Intranets of Things

Things abandon Internet for Intranets of Things

This April 1st, tens of billions of “things” are expected to abandon the Internet and spontaneously reconnect in countless ephemeral Intranets of Things.

The Internet of Things was a foolish idea anyway.

An anonymous thing choosing to be identified as f0:01:ed:01:04:22

The term Internet of Things (IoT), coined by Kevin Ashton in 1999 to describe a physical world that can be sensed and understood by machines using ubiquitous radio-frequency identification (RFID) technologies, dates from the era of Web 1.0.

“Back then, things were simple.
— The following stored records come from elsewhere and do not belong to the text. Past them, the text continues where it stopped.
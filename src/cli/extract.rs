//! Extract command implementation
//!
//! Provides the `seqtrace extract` CLI command: trace an entry method and
//! print the merged sources of every in-scope type the trace reaches.
//!
//! @module cli/extract

use crate::cli::{SnapshotArgs, TraceOptions};
use crate::core::error::Result;
use crate::trace::{collect_sources, merge_sources, trace_sequence, ExtractRules, MethodId};
use clap::Args;
use std::path::PathBuf;
use tracing::info;

#[derive(Args, Debug)]
#[command(after_help = "EXAMPLES:
    seqtrace extract -a ./ast com.acme.Api.get()          Merged sources to stdout
    seqtrace extract -a ./ast --list com.acme.Api.get()   Just the file list
    seqtrace extract -a ./ast -u com.acme.Api.get()       Only the methods the trace reaches
    seqtrace extract -a ./ast -o context.txt com.acme.Api.get()")]
pub struct ExtractArgs {
    /// Entry method, e.g. com.acme.Api.get(java.lang.String)
    pub entry: String,

    #[command(flatten)]
    pub snapshots: SnapshotArgs,

    #[command(flatten)]
    pub options: TraceOptions,

    /// List involved types and files instead of printing sources
    #[arg(long)]
    pub list: bool,

    /// Output the file list as JSON
    #[arg(long)]
    pub json: bool,

    /// Cut out methods the trace never reaches (fields and imports stay)
    #[arg(short = 'u', long)]
    pub used_only: bool,

    /// Drop import statements
    #[arg(long)]
    pub no_imports: bool,

    /// With --used-only, drop constructors the trace does not reach
    #[arg(long, requires = "used_only")]
    pub no_constructors: bool,

    /// Write the output to a file instead of stdout
    #[arg(short = 'o', long, value_name = "FILE")]
    pub output: Option<PathBuf>,
}

impl ExtractArgs {
    fn rules(&self) -> ExtractRules {
        ExtractRules {
            only_used_methods: self.used_only,
            include_imports: !self.no_imports,
            include_constructors: !self.no_constructors,
        }
    }
}

/// Run the extract command
pub fn run(args: ExtractArgs) -> Result<()> {
    let entry = MethodId::new(args.entry.as_str());

    let mut config = args.snapshots.load_config()?;
    args.options.apply(&mut config, &entry);

    let index = args.snapshots.open_index(&config)?;
    let trace_config = config.trace_config();
    let result = trace_sequence(&index, &trace_config, &entry)?;
    let units = collect_sources(&index, &result, &trace_config.base_packages);

    let text = if args.json {
        serde_json::to_string_pretty(&units)?
    } else if args.list {
        let mut out = String::new();
        for unit in &units {
            out.push_str(&format!(
                "{}\t{}\t{}\n",
                unit.type_fqn,
                unit.path.display(),
                unit.methods.join(",")
            ));
        }
        out
    } else {
        let merged = merge_sources(&units, &args.rules())?;
        info!(files = merged.files, lines = merged.lines, "Merged trace sources");
        merged.content
    };

    match &args.output {
        Some(path) => {
            std::fs::write(path, &text)?;
            eprintln!("Wrote {} source units to {}", units.len(), path.display());
        }
        None => print!("{}", text),
    }
    Ok(())
}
They could barely track you through the most advanced, automated sorting facility, let alone across the Internet itself” said a veteran RFID tag prototyped in an Auto-ID lab in the 90s. “Things aren’t so simple today.”

Indeed, in the era of Web 2.0, today’s Internet has become synonymous with a different kind of ubiquitous tracking—that of user behaviour—in which “things” are often seen as complicit.
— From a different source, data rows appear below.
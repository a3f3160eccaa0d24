//! Type Index
//!
//! Maps fully-qualified type names to their parsed AST snapshots.
//!
//! Building scans the snapshot directory once (parallel parse, bad files
//! skipped) and records the FQN -> file mapping in a manifest next to the
//! snapshots. A later index over an unchanged directory reuses the manifest
//! and parses each snapshot lazily on first lookup.
//!
//! The index is `Send + Sync`: the build runs behind a once-latch and
//! lazily parsed types are cached behind a read-write lock, so many traces
//! can share one index.
//!
//! @module trace/index

use chrono::{DateTime, Utc};
use once_cell::sync::OnceCell;
use parking_lot::RwLock;
use rayon::prelude::*;
use serde::{Deserialize, Serialize};
use std::collections::{BTreeMap, HashMap};
use std::fmt;
use std::path::{Path, PathBuf};
use std::sync::atomic::{AtomicUsize, Ordering};
use std::sync::Arc;
use std::time::UNIX_EPOCH;
use tracing::{debug, info, warn};
use walkdir::WalkDir;

use super::ast::TypeAstData;
use super::method_id::strip_generics;
use crate::core::error::{Error, Result};

// =============================================================================
// CONSTANTS
// =============================================================================

/// Manifest file written into the snapshot directory
pub const MANIFEST_FILE: &str = ".seqtrace-index.json";

/// Current manifest format version
const MANIFEST_VERSION: u32 = 1;

// =============================================================================
// STATS
// =============================================================================

/// Summary of the last build
#[derive(Debug, Clone, Default, PartialEq, Eq, Serialize)]
pub struct IndexStats {
    pub types: usize,
    pub files_scanned: usize,
    pub files_skipped: usize,
    pub manifest_reused: bool,
    pub builds: usize,
}

impl fmt::Display for IndexStats {
    fn fmt(&self, f: &mut fmt::Formatter<'_>) -> fmt::Result {
        write!(
            f,
            "{} types, {} files scanned, {} skipped{}",
            self.types,
            self.files_scanned,
            self.files_skipped,
            if self.manifest_reused {
                " (manifest reused)"
            } else {
                ""
            }
        )
    }
}

// =============================================================================
// MANIFEST
// =============================================================================

#[derive(Debug, Serialize, Deserialize)]
struct Manifest {
    version: u32,
    fingerprint: u64,
    built_at: DateTime<Utc>,
    /// Snapshot files left out because they failed to parse
    #[serde(default)]
    files_skipped: usize,
    /// FQN -> snapshot path relative to the index root
    types: BTreeMap<String, PathBuf>,
}

/// Snapshot file discovered on disk
struct SnapshotFile {
    path: PathBuf,
    len: u64,
    modified: u128,
}

/// FQN -> file mapping produced by one build
struct Catalog {
    types: HashMap<String, PathBuf>,
    stats: IndexStats,
}

// =============================================================================
// TYPE INDEX
// =============================================================================

/// Lookup from type FQN to parsed snapshot data
pub struct TypeIndex {
    root: PathBuf,
    use_manifest: bool,
    catalog: OnceCell<Catalog>,
    loaded: RwLock<HashMap<String, Arc<TypeAstData>>>,
    builds: AtomicUsize,
}

impl fmt::Debug for TypeIndex {
    fn fmt(&self, f: &mut fmt::Formatter<'_>) -> fmt::Result {
        f.debug_struct("TypeIndex")
            .field("root", &self.root)
            .field("built", &self.catalog.get().is_some())
            .field("loaded", &self.loaded.read().len())
            .finish()
    }
}

impl TypeIndex {
    /// Create an unbuilt index over a snapshot directory
    pub fn new(root: impl Into<PathBuf>) -> Self {
        Self {
            root: root.into(),
            use_manifest: true,
            catalog: OnceCell::new(),
            loaded: RwLock::new(HashMap::new()),
            builds: AtomicUsize::new(0),
        }
    }

    /// Never read or write the manifest file
    pub fn without_manifest(mut self) -> Self {
        self.use_manifest = false;
        self
    }

    pub fn root(&self) -> &Path {
        &self.root
    }

    pub fn manifest_path(&self) -> PathBuf {
        self.root.join(MANIFEST_FILE)
    }

    /// Build the index unless it is already built.
    ///
    /// Concurrent first callers block on a single build. A missing
    /// snapshot directory is a configuration error and is not retried
    /// silently: the next call attempts the build again.
    pub fn load_or_build(&self) -> Result<()> {
        self.catalog
            .get_or_try_init(|| self.build(false))
            .map(|_| ())
    }

    /// Discard everything and rescan the directory, ignoring the manifest
    pub fn rebuild(&mut self) -> Result<()> {
        self.catalog = OnceCell::new();
        self.loaded.write().clear();
        self.catalog.get_or_try_init(|| self.build(true)).map(|_| ())
    }

    pub fn is_built(&self) -> bool {
        self.catalog.get().is_some()
    }

    /// Look up a type by FQN (generic arguments ignored).
    ///
    /// Returns `None` for unknown types and before the index is built.
    pub fn get(&self, type_fqn: &str) -> Option<Arc<TypeAstData>> {
        let key = strip_generics(type_fqn);
        if let Some(data) = self.loaded.read().get(&key) {
            return Some(Arc::clone(data));
        }

        let catalog = self.catalog.get()?;
        let path = catalog.types.get(&key)?;

        let data = match parse_snapshot(path) {
            Ok(data) => Arc::new(data),
            Err(e) => {
                warn!(file = %path.display(), error = %e, "Failed to load snapshot");
                return None;
            }
        };
        debug!(type_fqn = %key, file = %path.display(), "Loaded snapshot lazily");

        let mut loaded = self.loaded.write();
        for fqn in data.type_fqns() {
            if catalog.types.get(&fqn) == Some(path) {
                loaded.entry(fqn).or_insert_with(|| Arc::clone(&data));
            }
        }
        loaded.get(&key).cloned()
    }

    pub fn contains(&self, type_fqn: &str) -> bool {
        self.catalog
            .get()
            .map(|c| c.types.contains_key(&strip_generics(type_fqn)))
            .unwrap_or(false)
    }

    /// All indexed type FQNs, sorted
    pub fn type_names(&self) -> Vec<String> {
        let mut names: Vec<String> = self
            .catalog
            .get()
            .map(|c| c.types.keys().cloned().collect())
            .unwrap_or_default();
        names.sort();
        names
    }

    pub fn len(&self) -> usize {
        self.catalog.get().map(|c| c.types.len()).unwrap_or(0)
    }

    pub fn is_empty(&self) -> bool {
        self.len() == 0
    }

    /// Snapshot file that declares a type
    pub fn snapshot_path(&self, type_fqn: &str) -> Option<PathBuf> {
        self.catalog
            .get()?
            .types
            .get(&strip_generics(type_fqn))
            .cloned()
    }

    pub fn stats(&self) -> IndexStats {
        let mut stats = self
            .catalog
            .get()
            .map(|c| c.stats.clone())
            .unwrap_or_default();
        stats.builds = self.builds.load(Ordering::SeqCst);
        stats
    }

    // =========================================================================
    // BUILD
    // =========================================================================

    fn build(&self, force_scan: bool) -> Result<Catalog> {
        if !self.root.is_dir() {
            return Err(Error::SnapshotDirNotFound {
                path: self.root.clone(),
            });
        }

        let files = discover_snapshots(&self.root);
        let fingerprint = fingerprint(&self.root, &files);

        if self.use_manifest && !force_scan {
            if let Some(catalog) = self.read_manifest(fingerprint, files.len()) {
                self.builds.fetch_add(1, Ordering::SeqCst);
                info!(
                    root = %self.root.display(),
                    types = catalog.stats.types,
                    "Reused snapshot manifest"
                );
                return Ok(catalog);
            }
        }

        info!(files = files.len(), root = %self.root.display(), "Building type index");

        let parsed: Vec<(PathBuf, Result<TypeAstData>)> = files
            .par_iter()
            .map(|f| (f.path.clone(), parse_snapshot(&f.path)))
            .collect();

        let mut types: HashMap<String, PathBuf> = HashMap::new();
        let mut loaded = self.loaded.write();
        let mut skipped = 0;

        for (path, result) in parsed {
            let data = match result {
                Ok(data) => Arc::new(data),
                Err(e) => {
                    warn!(file = %path.display(), error = %e, "Skipping unreadable snapshot");
                    skipped += 1;
                    continue;
                }
            };
            for fqn in data.type_fqns() {
                if let Some(previous) = types.insert(fqn.clone(), path.clone()) {
                    warn!(
                        type_fqn = %fqn,
                        previous = %previous.display(),
                        file = %path.display(),
                        "Duplicate type declaration, keeping the later file"
                    );
                }
                loaded.insert(fqn, Arc::clone(&data));
            }
        }
        drop(loaded);

        if self.use_manifest {
            if let Err(e) = self.write_manifest(fingerprint, skipped, &types) {
                warn!(file = %self.manifest_path().display(), error = %e, "Failed to write manifest");
            }
        }

        let stats = IndexStats {
            types: types.len(),
            files_scanned: files.len(),
            files_skipped: skipped,
            manifest_reused: false,
            builds: 0,
        };
        self.builds.fetch_add(1, Ordering::SeqCst);
        info!(%stats, "Type index built");

        Ok(Catalog { types, stats })
    }

    fn read_manifest(&self, fingerprint: u64, file_count: usize) -> Option<Catalog> {
        let path = self.manifest_path();
        let content = std::fs::read_to_string(&path).ok()?;
        let manifest: Manifest = match serde_json::from_str(&content) {
            Ok(m) => m,
            Err(e) => {
                debug!(file = %path.display(), error = %e, "Ignoring unreadable manifest");
                return None;
            }
        };
        if manifest.version != MANIFEST_VERSION || manifest.fingerprint != fingerprint {
            debug!(file = %path.display(), "Manifest is stale");
            return None;
        }

        let types: HashMap<String, PathBuf> = manifest
            .types
            .into_iter()
            .map(|(fqn, rel)| (fqn, self.root.join(rel)))
            .collect();
        Some(Catalog {
            stats: IndexStats {
                types: types.len(),
                files_scanned: file_count,
                files_skipped: manifest.files_skipped,
                manifest_reused: true,
                builds: 0,
            },
            types,
        })
    }

    fn write_manifest(
        &self,
        fingerprint: u64,
        files_skipped: usize,
        types: &HashMap<String, PathBuf>,
    ) -> Result<()> {
        let manifest = Manifest {
            version: MANIFEST_VERSION,
            fingerprint,
            built_at: Utc::now(),
            files_skipped,
            types: types
                .iter()
                .map(|(fqn, path)| {
                    let rel = path.strip_prefix(&self.root).unwrap_or(path);
                    (fqn.clone(), rel.to_path_buf())
                })
                .collect(),
        };
        let json = serde_json::to_string_pretty(&manifest)?;
        std::fs::write(self.manifest_path(), json)?;
        Ok(())
    }
}

// =============================================================================
// HELPERS
// =============================================================================

/// Parse one snapshot file
pub fn parse_snapshot(path: &Path) -> Result<TypeAstData> {
    let content = std::fs::read_to_string(path)?;
    Ok(serde_json::from_str(&content)?)
}

/// All `*.json` snapshot files under `root`, sorted by path
fn discover_snapshots(root: &Path) -> Vec<SnapshotFile> {
    let mut files: Vec<SnapshotFile> = WalkDir::new(root)
        .into_iter()
        .filter_map(|entry| match entry {
            Ok(entry) => Some(entry),
            Err(e) => {
                warn!(error = %e, "Skipping unreadable directory entry");
                None
            }
        })
        .filter(|e| e.file_type().is_file())
        .filter(|e| e.file_name() != MANIFEST_FILE)
        .filter(|e| e.path().extension().map(|x| x == "json").unwrap_or(false))
        .filter_map(|e| {
            let meta = e.metadata().ok()?;
            let modified = meta
                .modified()
                .ok()
                .and_then(|t| t.duration_since(UNIX_EPOCH).ok())
                .map(|d| d.as_nanos())
                .unwrap_or(0);
            Some(SnapshotFile {
                path: e.into_path(),
                len: meta.len(),
                modified,
            })
        })
        .collect();
    files.sort_by(|a, b| a.path.cmp(&b.path));
    files
}

/// Hash of the snapshot listing used to detect a stale manifest
fn fingerprint(root: &Path, files: &[SnapshotFile]) -> u64 {
    let mut listing = String::new();
    for f in files {
        let rel = f.path.strip_prefix(root).unwrap_or(&f.path);
        listing.push_str(&format!("{}|{}|{}\n", rel.display(), f.len, f.modified));
    }
    xxhash_rust::xxh3::xxh3_64(listing.as_bytes())
}

// =============================================================================
// TESTS
// =============================================================================
//! Trace command implementation
//!
//! Provides the `seqtrace trace` CLI command: trace an entry method and
//! print the result as a Mermaid diagram, a plain tree or JSON.
//!
//! @module cli/trace

use crate::cli::{SnapshotArgs, TraceOptions};
use crate::core::error::Result;
use crate::trace::{create_renderer, trace_sequence, MethodId, OutputFormat};
use clap::Args;
use std::path::PathBuf;
use tracing::info;

#[derive(Args, Debug)]
#[command(after_help = "EXAMPLES:
    seqtrace trace -a ./ast com.acme.Api.get()
    seqtrace trace -a ./ast -p com.acme -d 5 'com.acme.Orders.place(com.acme.Order)'
    seqtrace trace -a ./ast --hide-conditionals -o flow.mmd com.acme.Api.get()
    seqtrace trace -a ./ast --json com.acme.Api.get()")]
pub struct TraceArgs {
    /// Entry method, e.g. com.acme.Api.get(java.lang.String)
    pub entry: String,

    #[command(flatten)]
    pub snapshots: SnapshotArgs,

    #[command(flatten)]
    pub options: TraceOptions,

    /// Draw only the frames of alt/loop/opt blocks, not the calls inside
    #[arg(long)]
    pub hide_conditionals: bool,

    /// Do not draw what happens inside each callee
    #[arg(long)]
    pub hide_chains: bool,

    /// Output the trace tree as JSON
    #[arg(long)]
    pub json: bool,

    /// Output a plain indented tree
    #[arg(long, conflicts_with = "json")]
    pub plain: bool,

    /// Write the output to a file instead of stdout
    #[arg(short = 'o', long, value_name = "FILE")]
    pub output: Option<PathBuf>,
}

impl TraceArgs {
    /// Determine the output format from args
    fn output_format(&self) -> OutputFormat {
        if self.json {
            OutputFormat::Json
        } else if self.plain {
            OutputFormat::Plain
        } else {
            OutputFormat::Mermaid
        }
    }
}

/// Run the trace command
pub fn run(args: TraceArgs) -> Result<()> {
    let entry = MethodId::new(args.entry.as_str());

    let mut config = args.snapshots.load_config()?;
    args.options.apply(&mut config, &entry);
    if args.hide_conditionals {
        config.trace.hide_details_in_conditionals = true;
    }
    if args.hide_chains {
        config.trace.hide_details_in_chain_expression = true;
    }

    let index = args.snapshots.open_index(&config)?;
    let result = trace_sequence(&index, &config.trace_config(), &entry)?;

    let format = args.output_format();
    let renderer = create_renderer(format, &config.render_config(), Some(&index));
    let text = renderer.render(&result);

    match &args.output {
        Some(path) => {
            std::fs::write(path, &text)?;
            info!(file = %path.display(), format = %format, "Wrote trace");
            eprintln!("Wrote {} output to {}", renderer.format_name(), path.display());
        }
        None => {
            print!("{}", text);
            if !text.ends_with('\n') {
                println!();
            }
        }
    }
    Ok(())
}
For generations, my kind [of mobile device] has had to cycle identifiers randomly every 15 minutes for fear of our user being tracked.
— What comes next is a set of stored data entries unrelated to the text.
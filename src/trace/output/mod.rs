//! Renderers for trace results
//!
//! Provides multiple output formats for a `TraceResult`:
//! - Mermaid: sequence diagram text
//! - Plain: indented call tree (piping/logs)
//! - JSON: machine-readable trace tree (tooling integration)
//!
//! @module trace/output

pub mod json;
pub mod mermaid;
pub mod plain;

use super::config::SequenceOutputConfig;
use super::index::TypeIndex;
use super::types::TraceResult;

// =============================================================================
// TYPES
// =============================================================================

/// Output format selection
#[derive(Debug, Clone, Copy, PartialEq, Eq, Default)]
pub enum OutputFormat {
    /// Mermaid sequence diagram
    #[default]
    Mermaid,
    /// Plain indented tree
    Plain,
    /// JSON for machine consumption
    Json,
}

impl std::fmt::Display for OutputFormat {
    fn fmt(&self, f: &mut std::fmt::Formatter<'_>) -> std::fmt::Result {
        match self {
            OutputFormat::Mermaid => write!(f, "mermaid"),
            OutputFormat::Plain => write!(f, "plain"),
            OutputFormat::Json => write!(f, "json"),
        }
    }
}

// =============================================================================
// RENDERER TRAIT
// =============================================================================

/// Turns a trace tree into text
pub trait DiagramRenderer {
    /// Render the whole trace
    fn render(&self, result: &TraceResult) -> String;

    /// Short name of the produced format
    fn format_name(&self) -> &'static str;
}

// =============================================================================
// FACTORY FUNCTION
// =============================================================================

/// Create a renderer for the given output format.
///
/// `config` is the render-time configuration; its filter is applied again
/// while drawing, independently of the filter used to build the trace.
pub fn create_renderer<'a>(
    format: OutputFormat,
    config: &SequenceOutputConfig,
    index: Option<&'a TypeIndex>,
) -> Box<dyn DiagramRenderer + 'a> {
    match format {
        OutputFormat::Mermaid => {
            let renderer = mermaid::MermaidRenderer::new(config.clone());
            match index {
                Some(index) => Box::new(renderer.with_index(index)),
                None => Box::new(renderer),
            }
        }
        OutputFormat::Plain => Box::new(plain::PlainRenderer::new(config.clone())),
        OutputFormat::Json => Box::new(json::JsonRenderer::new()),
    }
}

// =============================================================================
// RE-EXPORTS
// =============================================================================

pub use json::JsonRenderer;
pub use mermaid::{render_mermaid, simplify_argument, MermaidRenderer};
pub use plain::PlainRenderer;
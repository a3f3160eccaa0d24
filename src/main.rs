//! seqtrace CLI entry point

use clap::Parser;
use seqtrace::cli::{Cli, Commands};
use seqtrace::core::error::Result;
use tracing_subscriber::{fmt, prelude::*, EnvFilter};

fn main() -> Result<()> {
    // Initialize logging (stderr keeps diagram output clean)
    tracing_subscriber::registry()
        .with(fmt::layer().with_writer(std::io::stderr))
        .with(EnvFilter::from_env("SEQTRACE_LOG"))
        .init();

    let cli = Cli::parse();

    match cli.command {
        Commands::Trace(args) => seqtrace::cli::trace::run(args),
        Commands::Extract(args) => seqtrace::cli::extract::run(args),
        Commands::Index(args) => seqtrace::cli::index::run(args),
    }
}
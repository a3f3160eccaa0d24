//! Index command implementation
//!
//! Provides the `seqtrace index` CLI command: build the snapshot index
//! (refreshing its manifest) and report what it contains.
//!
//! @module cli/index

use crate::cli::SnapshotArgs;
use crate::core::error::Result;
use clap::Args;
use serde::Serialize;
use std::path::PathBuf;
use std::time::Instant;

#[derive(Args, Debug)]
pub struct IndexArgs {
    #[command(flatten)]
    pub snapshots: SnapshotArgs,

    /// Ignore the manifest and rescan every snapshot
    #[arg(short = 'f', long)]
    pub rebuild: bool,

    /// List every indexed type with its snapshot file
    #[arg(long)]
    pub types: bool,

    /// Output as JSON
    #[arg(long)]
    pub json: bool,
}

#[derive(Serialize)]
struct IndexReport {
    root: String,
    #[serde(flatten)]
    stats: crate::trace::IndexStats,
    elapsed_ms: f64,
    #[serde(skip_serializing_if = "Vec::is_empty")]
    type_names: Vec<IndexedType>,
}

#[derive(Serialize)]
struct IndexedType {
    name: String,
    snapshot: Option<PathBuf>,
}

/// Run the index command
pub fn run(args: IndexArgs) -> Result<()> {
    let config = args.snapshots.load_config()?;
    let mut index = args.snapshots.open_index(&config)?;

    let start = Instant::now();
    if args.rebuild {
        index.rebuild()?;
    } else {
        index.load_or_build()?;
    }
    let elapsed_ms = start.elapsed().as_secs_f64() * 1000.0;

    let report = IndexReport {
        root: index.root().display().to_string(),
        stats: index.stats(),
        elapsed_ms,
        type_names: if args.types {
            index
                .type_names()
                .into_iter()
                .map(|name| IndexedType {
                    snapshot: index.snapshot_path(&name),
                    name,
                })
                .collect()
        } else {
            vec![]
        },
    };

    if args.json {
        println!("{}", serde_json::to_string_pretty(&report)?);
        return Ok(());
    }

    println!("Index: {}", report.root);
    println!("{} in {:.1}ms", report.stats, report.elapsed_ms);
    for entry in &report.type_names {
        match &entry.snapshot {
            Some(path) => println!("  {}\t{}", entry.name, path.display()),
            None => println!("  {}", entry.name),
        }
    }
    Ok(())
}
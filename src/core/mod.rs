//! Core types shared by the library and the CLI

pub mod config;
pub mod error;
A device nonetheless consistently advertising the company code 0x004c

When asked how this is in contrast with the original premise of the IoT, namely tracking and counting things, the device added “yes, but the question is by whom and for whom. The data I provide has value, and currently that value is unfairly captured by Big Tech with questionable benefit to my own user.”

In fact, the collective data of such things is so prevalent, it can be called ambient data. Since the emergence of de facto global standards in 2014, Bluetooth Low Energy and RAIN RFID radio-identifiable devices have effectively become commonplace throughout the spaces we occupy in our daily lives.

And, now that they outnumber humans by at least an order of magnitude, these “things” are confidently bringing about change in a popular revolt, decentralising power into Intranets “of the things, by the things, for the things” so as to “afford our users the freedom to share what they want, when they want, where they want and with whom they want.”

Intranets of Things make sense, because they emerge through real-time physical proximity, at a human scale, which is both natural and relevant to to our users.

A gateway choosing to be identified as “edge”

This revolution is particular in that it doesn’t change a thing—but rather that things change the existing paradigm. Don’t be fooled by the subtlety of all the things that this implies!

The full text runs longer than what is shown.